Jasmin Lin didn’t set out to study artificial intelligence (AI) and robotics, but her path has led her there. Now pursuing a master’s degree in bioinformatics at Brandeis University after earning her undergraduate degree in biology at Stony Brook University, Lin expanded her interests through hands-on research experiences at the U.S. Department of Energy’s (DOE) Brookhaven National Laboratory.
Jasmin Lin's first SULI internship (January-May 2025) involved computational biology, where she focused on integrating virtual reality (VR) with a plant digital twin. She developed a complete pipeline that connected VR interaction with a 3D Gaussian Splatting model in Unity, using C# and Python, marking her first exposure to AI. This experience later evolved into exploring and training humanoid robots in simulation using reinforcement learning policies, which laid the foundation for her interest in embodied AI.
Lin presented her summer SULI project on humanoid robots at the New York Scientific Data Summit, which was her first conference and research paper presentation. She described feeling nervous among many accomplished scientists but gained confidence through her experience at Brookhaven Lab. She prepared for the presentation by consulting her mentor, Wei Xu, and utilizing various online resources to ensure accurate information delivery.
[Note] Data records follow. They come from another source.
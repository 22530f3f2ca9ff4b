//! Query API Server
//!
//! Axum server for the historical and realtime query surface. Runs until its
//! cancellation token fires, then drains in-flight requests.

mod dto;
mod error;
mod routes;

use std::net::SocketAddr;

use tokio::net::TcpListener;
use tokio_util::sync::CancellationToken;

pub use dto::{
    LatestQuery, MessageResponse, ModelQuery, PollerStartQuery, PollerStopResponse, RangeQuery,
    RealtimeLatestResponse, RealtimeRefreshResponse,
};
pub use error::{ApiError, ErrorBody};
pub use routes::{AppState, create_router};

/// Query API HTTP server.
pub struct ApiServer {
    port: u16,
    state: AppState,
    cancel: CancellationToken,
}

impl ApiServer {
    /// Create a new API server.
    #[must_use]
    pub const fn new(port: u16, state: AppState, cancel: CancellationToken) -> Self {
        Self {
            port,
            state,
            cancel,
        }
    }

    /// Run the API server until cancelled.
    ///
    /// # Errors
    ///
    /// Returns `HttpServerError` if binding fails or the server stops with a
    /// fatal error.
    pub async fn run(self) -> Result<(), HttpServerError> {
        let app = create_router(self.state);

        let addr = SocketAddr::from(([0, 0, 0, 0], self.port));
        let listener = TcpListener::bind(addr)
            .await
            .map_err(|e| HttpServerError::BindFailed(self.port, e.to_string()))?;

        tracing::info!(port = self.port, "API server listening");

        axum::serve(listener, app)
            .with_graceful_shutdown(self.cancel.cancelled_owned())
            .await
            .map_err(|e| HttpServerError::ServerFailed(e.to_string()))?;

        tracing::info!("API server stopped");
        Ok(())
    }
}

/// HTTP server errors.
#[derive(Debug, thiserror::Error)]
pub enum HttpServerError {
    /// Failed to bind to port.
    #[error("failed to bind to port {0}: {1}")]
    BindFailed(u16, String),

    /// Server error.
    #[error("server error: {0}")]
    ServerFailed(String),
}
Returning to Brookhaven Lab through the SURP, Lin fully shifted her focus to embodied AI under the mentorship of Carlos Soto in the Scientific Embodied Agents Lab (SEAL). Their mission is to support user facilities like the National Synchrotron Light Source II (NSLS-II) by exploring how robots can reduce facility downtime. Lin's current work involves connecting vision-language-action AI policies with a physical robot, successfully training it to autonomously pick up and place a 3D motherboard mockup. She is also integrating VR for teleoperation in simulation.
Despite her biology background, Lin finds artificial intelligence fascinating due to its adaptive nature and efficiency, especially in accelerating research. She uses AI to understand complex topics, query databases, and summarize articles, viewing it as a teacher-student relationship. She is particularly interested in the relatively new field of embodied AI and its potential to automate manual tasks, driven by the desire to contribute to future technologies.
Her most memorable experience at Brookhaven Lab was achieving success with the physical robot. She highlighted the immense difficulty of troubleshooting robotics, which involves intricate interactions between hardware, software, and AI model deployment. Witnessing the robot finally perform tasks correctly after numerous days of problem-solving was profoundly satisfying and paved the way for further research endeavors.
Lin advises prospective interns to acknowledge and not be discouraged by initial 'imposter syndrome,' as it's common in specialized research environments. She emphasizes that it’s acceptable not to understand everything immediately, as learning is the core purpose of these programs. She also encourages developing comfortable relationships with mentors, engaging with other scientists, and stepping out of one's comfort zone to maximize personal and professional growth.